::: Input for this task

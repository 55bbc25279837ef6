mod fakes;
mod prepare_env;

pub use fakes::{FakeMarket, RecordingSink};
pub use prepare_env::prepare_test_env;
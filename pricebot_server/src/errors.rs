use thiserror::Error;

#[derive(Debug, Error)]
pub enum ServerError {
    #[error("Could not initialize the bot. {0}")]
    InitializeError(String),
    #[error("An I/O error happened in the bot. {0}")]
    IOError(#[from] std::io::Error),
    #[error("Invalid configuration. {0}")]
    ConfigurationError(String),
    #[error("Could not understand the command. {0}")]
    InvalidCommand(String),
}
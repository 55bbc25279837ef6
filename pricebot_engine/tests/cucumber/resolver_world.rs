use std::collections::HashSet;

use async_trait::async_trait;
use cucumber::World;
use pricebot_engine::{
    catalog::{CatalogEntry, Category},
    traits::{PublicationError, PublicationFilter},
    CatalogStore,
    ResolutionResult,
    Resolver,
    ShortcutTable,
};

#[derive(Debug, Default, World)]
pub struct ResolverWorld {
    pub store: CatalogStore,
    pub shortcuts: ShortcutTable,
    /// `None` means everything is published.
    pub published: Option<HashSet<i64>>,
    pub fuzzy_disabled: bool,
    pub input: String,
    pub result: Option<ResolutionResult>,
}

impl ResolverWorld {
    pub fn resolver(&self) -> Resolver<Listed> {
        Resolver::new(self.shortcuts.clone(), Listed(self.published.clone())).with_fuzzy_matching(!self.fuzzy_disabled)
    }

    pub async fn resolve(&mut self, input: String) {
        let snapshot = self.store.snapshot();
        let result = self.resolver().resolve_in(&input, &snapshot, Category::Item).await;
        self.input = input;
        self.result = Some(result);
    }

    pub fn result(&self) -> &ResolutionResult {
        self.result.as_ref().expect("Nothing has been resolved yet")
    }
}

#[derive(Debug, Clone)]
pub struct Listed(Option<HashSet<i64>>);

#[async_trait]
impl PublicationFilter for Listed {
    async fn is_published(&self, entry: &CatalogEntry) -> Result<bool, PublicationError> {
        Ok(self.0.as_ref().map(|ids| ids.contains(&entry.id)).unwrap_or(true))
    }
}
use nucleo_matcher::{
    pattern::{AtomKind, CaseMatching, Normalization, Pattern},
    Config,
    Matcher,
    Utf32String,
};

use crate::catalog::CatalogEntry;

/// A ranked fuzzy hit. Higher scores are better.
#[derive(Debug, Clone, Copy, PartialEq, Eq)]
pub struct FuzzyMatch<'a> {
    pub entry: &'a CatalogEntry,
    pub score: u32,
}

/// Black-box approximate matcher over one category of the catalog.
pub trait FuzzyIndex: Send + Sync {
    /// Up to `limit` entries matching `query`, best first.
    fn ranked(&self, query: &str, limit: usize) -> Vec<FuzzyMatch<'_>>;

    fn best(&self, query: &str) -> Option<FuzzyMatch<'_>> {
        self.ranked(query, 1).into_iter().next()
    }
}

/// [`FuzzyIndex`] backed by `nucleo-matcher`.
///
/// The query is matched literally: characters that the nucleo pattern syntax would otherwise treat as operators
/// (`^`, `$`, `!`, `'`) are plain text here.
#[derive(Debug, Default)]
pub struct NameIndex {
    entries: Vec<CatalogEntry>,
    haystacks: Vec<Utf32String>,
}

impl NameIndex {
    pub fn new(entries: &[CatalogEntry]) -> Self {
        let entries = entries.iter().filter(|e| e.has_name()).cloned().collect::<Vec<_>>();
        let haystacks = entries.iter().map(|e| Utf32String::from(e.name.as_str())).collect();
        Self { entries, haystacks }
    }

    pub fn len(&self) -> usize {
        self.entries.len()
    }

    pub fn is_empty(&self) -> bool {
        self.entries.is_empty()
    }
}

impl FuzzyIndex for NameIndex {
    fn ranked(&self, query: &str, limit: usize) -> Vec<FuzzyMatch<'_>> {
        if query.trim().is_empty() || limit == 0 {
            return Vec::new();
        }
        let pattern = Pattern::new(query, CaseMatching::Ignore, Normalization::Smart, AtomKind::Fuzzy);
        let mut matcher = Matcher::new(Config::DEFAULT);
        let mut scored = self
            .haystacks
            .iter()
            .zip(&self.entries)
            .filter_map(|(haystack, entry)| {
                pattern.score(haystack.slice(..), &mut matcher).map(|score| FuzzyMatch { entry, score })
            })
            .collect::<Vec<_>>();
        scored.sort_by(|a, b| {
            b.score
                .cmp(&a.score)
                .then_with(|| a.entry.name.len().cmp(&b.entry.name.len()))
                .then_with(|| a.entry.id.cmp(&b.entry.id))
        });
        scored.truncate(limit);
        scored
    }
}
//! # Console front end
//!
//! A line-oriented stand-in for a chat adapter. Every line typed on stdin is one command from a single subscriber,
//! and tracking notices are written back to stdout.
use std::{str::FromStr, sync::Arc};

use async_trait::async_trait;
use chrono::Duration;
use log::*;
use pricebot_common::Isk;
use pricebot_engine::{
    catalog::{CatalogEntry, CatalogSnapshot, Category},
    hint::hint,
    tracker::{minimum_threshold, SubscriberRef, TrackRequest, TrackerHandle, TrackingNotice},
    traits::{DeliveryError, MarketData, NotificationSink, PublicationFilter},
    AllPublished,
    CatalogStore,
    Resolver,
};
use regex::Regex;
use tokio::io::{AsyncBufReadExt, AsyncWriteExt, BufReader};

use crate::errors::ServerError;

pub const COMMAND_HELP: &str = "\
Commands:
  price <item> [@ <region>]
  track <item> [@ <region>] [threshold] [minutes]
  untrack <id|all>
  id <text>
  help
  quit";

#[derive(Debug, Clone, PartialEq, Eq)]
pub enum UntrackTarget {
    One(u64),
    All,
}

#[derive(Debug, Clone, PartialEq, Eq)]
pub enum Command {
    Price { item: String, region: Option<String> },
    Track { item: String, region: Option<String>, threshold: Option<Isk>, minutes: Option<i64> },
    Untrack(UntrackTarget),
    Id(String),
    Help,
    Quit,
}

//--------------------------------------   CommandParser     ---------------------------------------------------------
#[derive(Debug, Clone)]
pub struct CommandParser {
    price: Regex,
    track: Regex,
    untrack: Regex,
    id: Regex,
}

::::::

■ **Work task**
From the records above, copy every line that includes the word "ShortcutTable".

■ **Your solution**
    ShortcutTable,
    pub shortcuts: ShortcutTable,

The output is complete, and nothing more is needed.